→ The problem
The lines needed are those from the start of the records through the line holding "and return a", each copied exactly.

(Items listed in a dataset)
//! Allocator packaging, both generic and Unix-specific.
//!
//! ## Basic Types
//!
//! ### [`HeapSource`](trait.HeapSource.html)
//!
//! `HeapSource` is the trait interface to whatever provides the contiguous,
//! growable region the heap lives in: the program break on Unix, or a plain
//! array for tests.
//!
//! ### [`UnixAllocator`](struct.UnixAllocator.html)
//!
//! A `UnixAllocator` wraps the core [`Heap`](crate::heap::Heap) with a spin
//! lock to make it thread-safe, allowing it to be used as the global
//! allocator. It grows the region through the program break: with the
//! `use_libc` feature via `libc::sbrk`, otherwise with a direct `brk`
//! syscall.
//!
//! ### [`ArrayHeap`](struct.ArrayHeap.html)
//!
//! `ArrayHeap` is a static array that can pretend to be a growable region,
//! with an adjustable limit for provoking out-of-memory behaviour. It is
//! mainly useful for testing.

use core::alloc::{GlobalAlloc, Layout};
use core::mem::MaybeUninit;
use core::ptr::{null_mut, NonNull};
use core::sync::atomic::{AtomicU8, Ordering};

#[cfg(feature = "use_libc")]
use errno::Errno;
use spin::{Mutex, MutexGuard};

use crate::block::ALIGNMENT;
use crate::heap::{Heap, Stats, Validity};
#[cfg(not(feature = "use_libc"))]
use crate::unix::{self, BrkError};

/// The provider of the heap's underlying region.
///
/// Implementations model a single contiguous span of address space that
/// grows monotonically at its high end, `sbrk`-style.
pub trait HeapSource {
    type Err;

    /// Grow the region by exactly `size` bytes at its high end and return a
    /// pointer to the first new byte.
    ///
    /// # Safety
    ///
    /// This deals in raw, unowned memory. For the heap on top to function:
    ///
    /// - `size` must be a multiple of 8, and the first extension's return
    ///   must be 8-aligned (every later one then is, by construction).
    /// - Each successful call must return exactly the old high end: the
    ///   region stays contiguous, and nothing else may grow it in between.
    /// - The memory must stay valid, and at a stable address, for as long
    ///   as the source lives; a source backed by inline storage must not be
    ///   moved once it has been extended.
    unsafe fn extend(&mut self, size: usize) -> Result<NonNull<u8>, Self::Err>;

    /// Low end of the region; null (or empty) before the first extension.
    fn lo(&self) -> *const u8;

    /// High end of the region, one past the last valid byte.
    fn hi(&self) -> *const u8;
}

/// LibcHeapSource grows the region by moving the program break with
/// `libc::sbrk`.
#[cfg(feature = "use_libc")]
pub struct LibcHeapSource {
    lo: *mut u8,
    hi: *mut u8,
    // Just for tracking, not really needed
    pub growths: usize,
}

#[cfg(feature = "use_libc")]
impl Default for LibcHeapSource {
    fn default() -> Self {
        LibcHeapSource {
            lo: null_mut(),
            hi: null_mut(),
            growths: 0,
        }
    }
}

#[cfg(feature = "use_libc")]
impl HeapSource for LibcHeapSource {
    type Err = Errno;

    unsafe fn extend(&mut self, size: usize) -> Result<NonNull<u8>, Self::Err> {
        if self.hi.is_null() {
            // First call: nudge the break up to an 8-byte boundary so every
            // extension after this one starts aligned.
            let brk = libc::sbrk(0) as *mut u8;
            let pad = brk.align_offset(ALIGNMENT);
            if pad > 0 && libc::sbrk(pad as libc::intptr_t) as isize == -1 {
                return Err(errno::errno());
            }
            self.lo = brk.add(pad);
            self.hi = self.lo;
        }

        let ptr = libc::sbrk(size as libc::intptr_t);
        if ptr as isize == -1 {
            return Err(errno::errno());
        }
        let ptr = ptr as *mut u8;
        debug_assert_eq!(ptr, self.hi, "someone else moved the break");

        self.hi = self.hi.add(size);
        self.growths += 1;
        Ok(NonNull::new_unchecked(ptr))
    }

    fn lo(&self) -> *const u8 {
        self.lo
    }

    fn hi(&self) -> *const u8 {
        self.hi
    }
}

/// SyscallHeapSource grows the region by moving the program break with a
/// direct `brk` syscall.
#[cfg(not(feature = "use_libc"))]
pub struct SyscallHeapSource {
    lo: *mut u8,
    hi: *mut u8,
    // Just for tracking, not really needed
    pub growths: usize,
}

#[cfg(not(feature = "use_libc"))]
impl Default for SyscallHeapSource {
    fn default() -> Self {
        SyscallHeapSource {
            lo: null_mut(),
            hi: null_mut(),
            growths: 0,
        }
    }
}

#[cfg(not(feature = "use_libc"))]
impl HeapSource for SyscallHeapSource {
    type Err = BrkError;

    unsafe fn extend(&mut self, size: usize) -> Result<NonNull<u8>, BrkError> {
        if self.hi.is_null() {
            // A null argument queries the current break without moving it.
            let brk = unix::brk(null_mut());
            if brk.is_null() {
                return Err(BrkError);
            }
            let pad = brk.align_offset(ALIGNMENT);
            self.lo = brk.add(pad);
            self.hi = self.lo;
        }

        let target = self.hi.add(size);
        let got = unix::brk(target);
        if (got as usize) < target as usize {
            // The break did not move far enough: refused.
            return Err(BrkError);
        }

        let ptr = self.hi;
        self.hi = target;
        self.growths += 1;
        Ok(NonNull::new_unchecked(ptr))
    }

    fn lo(&self) -> *const u8 {
        self.lo
    }

    fn hi(&self) -> *const u8 {
        self.hi
    }
}

/// A thread-safe allocator, using a spin lock around a [`Heap`].
///
/// Thread-safety is required for an allocator to be used as a global
/// allocator, so that was easy to add with a spin lock. The heap itself
/// stays single-threaded; this wrapper is the external serialization it
/// asks its callers for.
pub struct GenericAllocator<S: HeapSource> {
    // Values:
    // - 0: Untouched
    // - 1: Initialization in progress
    // - 2: Initialized
    init: AtomicU8,
    raw: MaybeUninit<Mutex<Heap<S>>>,
}

// SAFETY: all access to `raw` is serialized through the `init` state
// machine and the inner `Mutex`, so the raw pointers held by `S` are never
// accessed concurrently even though they are not `Sync`/`Send` themselves.
unsafe impl<S: HeapSource> Sync for GenericAllocator<S> {}
unsafe impl<S: HeapSource> Send for GenericAllocator<S> {}

impl<S: HeapSource + Default> Default for GenericAllocator<S> {
    fn default() -> Self {
        Self::new()
    }
}

impl<S: HeapSource> GenericAllocator<S> {
    pub const fn new() -> Self {
        GenericAllocator {
            init: AtomicU8::new(0),
            raw: MaybeUninit::uninit(),
        }
    }
}

impl<S: HeapSource + Default> GenericAllocator<S> {
    /// Get a reference to the underlying heap.
    ///
    /// # Safety
    ///
    /// This is unsafe because it blocks allocation while the mutex guard is
    /// in place.
    pub unsafe fn get_raw(&self) -> MutexGuard<Heap<S>> {
        // The plan:
        // - Check if initialization hasn't started (0)
        // - If initializing hasn't yet started (0):
        //   - Mark it as initializing (1), then initialize, then mark it as fully initialized (2)
        // - If it has started but not completed (1):
        //   - Enter a spin loop until it is fully initialized (2)
        // - If it finished initializing (2):
        //   - Continue
        //
        // The ordering here is SeqCst because that's the safest, if not the
        // most efficient. This could probably be downgraded, but would require
        // some analysis and understanding to do so.
        let state = self
            .init
            .compare_exchange(0, 1, Ordering::SeqCst, Ordering::SeqCst);

        match state {
            Err(2) => {
                // This is fully initialized, no need to do anything
            }
            Ok(0) => {
                // We haven't initialized, so we do that now.
                let raw_loc: *const Mutex<Heap<S>> = self.raw.as_ptr();
                let raw_mut: *mut Mutex<Heap<S>> = raw_loc as *mut Mutex<Heap<S>>;
                raw_mut.write(Mutex::new(Heap::default()));
                let mx: &mut Mutex<Heap<S>> = raw_mut.as_mut().unwrap();

                // Let other threads know that the mutex and heap are now
                // initialized, and they are free to use the mutex to access
                // the heap
                self.init.store(2, Ordering::SeqCst);
                return mx.lock();
            }
            Err(1) => {
                // Some other thread is currently initializing. We wait for it.

                // Spin while we wait for the state to become 2
                loop {
                    // Hint to the processor that we're in a spin loop
                    core::hint::spin_loop();

                    match self.init.load(Ordering::SeqCst) {
                        1 => continue,
                        2 => break,
                        state => panic!("Unexpected state {}", state),
                    }
                }
            }
            Ok(v) => panic!("Unexpected OK state loaded: {}", v),
            Err(v) => panic!("Unexpected Err state loaded: {}", v),
        }

        let ptr = self.raw.as_ptr().as_ref().unwrap();

        ptr.lock()
    }

    /// Check the heap's consistency and size, under the lock.
    pub fn stats(&self) -> (Validity, Stats) {
        unsafe { self.get_raw().check() }
    }
}

/// The ready-made process allocator: a spin-locked heap over the program
/// break.
#[derive(Default)]
pub struct UnixAllocator {
    #[cfg(not(feature = "use_libc"))]
    alloc: GenericAllocator<SyscallHeapSource>,

    #[cfg(feature = "use_libc")]
    alloc: GenericAllocator<LibcHeapSource>,
}

impl UnixAllocator {
    pub const fn new() -> Self {
        UnixAllocator {
            alloc: GenericAllocator::new(),
        }
    }

    pub fn stats(&self) -> (Validity, Stats) {
        self.alloc.stats()
    }
}

unsafe impl GlobalAlloc for UnixAllocator {
    unsafe fn alloc(&self, layout: Layout) -> *mut u8 {
        // The heap hands out double-word aligned payloads and nothing more.
        if layout.align() > ALIGNMENT {
            return null_mut();
        }
        self.alloc.get_raw().allocate(layout.size())
    }

    unsafe fn dealloc(&self, ptr: *mut u8, _layout: Layout) {
        // The block's own header remembers its size; the layout is not
        // needed to free it.
        self.alloc.get_raw().deallocate(ptr)
    }

    unsafe fn realloc(&self, ptr: *mut u8, layout: Layout, new_size: usize) -> *mut u8 {
        if layout.align() > ALIGNMENT {
            return null_mut();
        }
        self.alloc.get_raw().reallocate(ptr, new_size)
    }

    unsafe fn alloc_zeroed(&self, layout: Layout) -> *mut u8 {
        if layout.align() > ALIGNMENT {
            return null_mut();
        }
        self.alloc.get_raw().zero_allocate(layout.size(), 1)
    }
}

const ARRAY_HEAP_CAPACITY: usize = 256 * 1024;

#[repr(align(8))]
struct ArrayStorage([u8; ARRAY_HEAP_CAPACITY]);

/// A fixed array pretending to be a growable region.
///
/// The `limit` caps how far the region may grow, which makes out-of-memory
/// paths easy to provoke in tests.
pub struct ArrayHeap {
    pub limit: usize,
    pub size: usize,
    storage: ArrayStorage,
}

impl Default for ArrayHeap {
    fn default() -> Self {
        ArrayHeap::with_limit(ARRAY_HEAP_CAPACITY)
    }
}

impl ArrayHeap {
    pub fn with_limit(limit: usize) -> ArrayHeap {
        ArrayHeap {
            limit: limit.min(ARRAY_HEAP_CAPACITY),
            size: 0,
            storage: ArrayStorage([0; ARRAY_HEAP_CAPACITY]),
        }
    }
}

/// The array ran out of room to pretend with.
#[derive(Debug)]
pub struct ArrayHeapOverflowError;

impl HeapSource for ArrayHeap {
    type Err = ArrayHeapOverflowError;

    unsafe fn extend(&mut self, size: usize) -> Result<NonNull<u8>, Self::Err> {
        if self.size + size > self.limit {
            return Err(ArrayHeapOverflowError);
        }
        let ptr = self.storage.0.as_mut_ptr().add(self.size);
        self.size += size;
        Ok(NonNull::new_unchecked(ptr))
    }

    fn lo(&self) -> *const u8 {
        self.storage.0.as_ptr()
    }

    fn hi(&self) -> *const u8 {
        self.storage.0.as_ptr().wrapping_add(self.size)
    }
}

→ Exercise answer
//! Allocator packaging, both generic and Unix-specific.
//!
//! ## Basic Types
//!
//! ### [`HeapSource`](trait.HeapSource.html)
//!
//! `HeapSource` is the trait interface to whatever provides the contiguous,
//! growable region the heap lives in: the program break on Unix, or a plain
//! array for tests.
//!
//! ### [`UnixAllocator`](struct.UnixAllocator.html)
//!
//! A `UnixAllocator` wraps the core [`Heap`](crate::heap::Heap) with a spin
//! lock to make it thread-safe, allowing it to be used as the global
//! allocator. It grows the region through the program break: with the
//! `use_libc` feature via `libc::sbrk`, otherwise with a direct `brk`
//! syscall.
//!
//! ### [`ArrayHeap`](struct.ArrayHeap.html)
//!
//! `ArrayHeap` is a static array that can pretend to be a growable region,
//! with an adjustable limit for provoking out-of-memory behaviour. It is
//! mainly useful for testing.

use core::alloc::{GlobalAlloc, Layout};
use core::mem::MaybeUninit;
use core::ptr::{null_mut, NonNull};
use core::sync::atomic::{AtomicU8, Ordering};

#[cfg(feature = "use_libc")]
use errno::Errno;
use spin::{Mutex, MutexGuard};

use crate::block::ALIGNMENT;
use crate::heap::{Heap, Stats, Validity};
#[cfg(not(feature = "use_libc"))]
use crate::unix::{self, BrkError};

/// The provider of the heap's underlying region.
///
/// Implementations model a single contiguous span of address space that
/// grows monotonically at its high end, `sbrk`-style.
pub trait HeapSource {
    type Err;

    /// Grow the region by exactly `size` bytes at its high end and return a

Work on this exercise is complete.